Personal information
- Born: 16 April 1995 (age 31) Sonipat district, Haryana, India
- Weight: 59 kg (130 lb)
- Spouse: Rahul Mann

Sport
- Country: India
- Sport: Freestyle wrestling
- Event: 59 kg
- Partner: Rahul Mann

Medal record
Women's freestyle wrestling
Representing India
World Championships
| Bronze medal – third place | 2021 Oslo | 59 kg |
Asian Championships
| Gold medal – first place | 2021 Almaty | 59 kg |
| Gold medal – first place | 2020 New Delhi | 59 kg |
| Silver medal – second place | 2017 New Delhi | 58 kg |
| Bronze medal – third place | 2022 Ulaanbaatar | 59 kg |

= Sarita Mor =

Indian freestyle wrestler

Sarita Mor (born 16 April 1995) is an Indian freestyle wrestler. Highest world ranking 1

== Career ==
She won the silver medal at the 2017 Asian Wrestling Championships in the 58 kg weight class and the gold medal at the 2020 Asian Wrestling Championships in the 59 kg weight class.

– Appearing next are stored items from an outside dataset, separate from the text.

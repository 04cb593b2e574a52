// Copyright Amazon.com, Inc. or its affiliates. All Rights Reserved.
// SPDX-License-Identifier: MIT-0

use std::process::ExitCode;

use anyhow::{Context, Result};
use clap::Parser;
use serde::Serialize;
use solution_packager::configuration::{LogFormat, PackagerCommand, PackagerOptions};
use solution_packager::container::ContainerRuntime;
use solution_packager::errors::FailureReport;
use solution_packager::keygen::generate_signing_key;
use solution_packager::models::PrepareRequest;
use solution_packager::pipeline::Packager;
use solution_packager::process::SystemRunner;
use solution_packager::session::WorkingSession;
use tracing_subscriber::EnvFilter;

fn init_tracing(format: LogFormat) {
    let filter = EnvFilter::new(std::env::var("RUST_LOG").unwrap_or_else(|_| "info".into()));

    // logs go to stderr, stdout carries the JSON result
    match format {
        LogFormat::Json => tracing_subscriber::fmt()
            .json()
            .with_env_filter(filter)
            .with_writer(std::io::stderr)
            // this needs to be set to remove duplicated information in the log.
            .with_current_span(false)
            // CI log collectors add their own timestamps.
            .with_ansi(false)
            .without_time()
            .with_target(false)
            .init(),
        LogFormat::Text => tracing_subscriber::fmt()
            .with_env_filter(filter)
            .with_writer(std::io::stderr)
            .with_target(false)
            .init(),
    }
}

fn print_json<T: Serialize>(value: &T) -> Result<()> {
    let body = serde_json::to_string_pretty(value).context("failed to serialize output")?;
    println!("{body}");
    Ok(())
}

#[tokio::main]
async fn main() -> Result<ExitCode> {
    let options = PackagerOptions::parse();

    init_tracing(options.log_format);

    tracing::info!("[packager] {:?}", &options);

    let runner = SystemRunner::with_timeout(options.timeout());

    match &options.command {
        PackagerCommand::Prepare(prepare) => {
            let session = match WorkingSession::create(prepare.working_dir.clone()).await {
                Ok(session) => session,
                Err(err) => {
                    print_json(&FailureReport::from(&err))?;
                    return Ok(ExitCode::FAILURE);
                }
            };

            let packager = Packager::new(runner, ContainerRuntime::new(&options.docker_bin));
            match packager.prepare(&PrepareRequest::from(prepare), &session).await {
                Ok(prepared) => {
                    print_json(&prepared)?;
                    Ok(ExitCode::SUCCESS)
                }
                Err(err) => {
                    print_json(&err.report())?;
                    Ok(ExitCode::FAILURE)
                }
            }
        }
        PackagerCommand::GenerateKey(generate) => {
            match generate_signing_key(&runner, &generate.output).await {
                Ok(()) => {
                    print_json(&serde_json::json!({ "key_path": generate.output }))?;
                    Ok(ExitCode::SUCCESS)
                }
                Err(err) => {
                    print_json(&FailureReport::from(&err))?;
                    Ok(ExitCode::FAILURE)
                }
            }
        }
    }
}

In 2021, she won the silver medal in the 57 kg event at the Matteo Pellicone Ranking Series 2021 held in Rome, Italy. She also won the bronze medal at the 2021 World Wrestling Championships held in Oslo, Norway. She competed in the 57 kg event at the 2022 World Wrestling Championships held in Belgrade, Serbia.

== Personal life ==
Sarita Mor is from Sonipat district in Haryana. She started playing kabaddi and wrestling in her school when she was 12. She works with the Indian Railways. She is married to Rahul Maan, she gave birth to baby boy on 7 October 2025.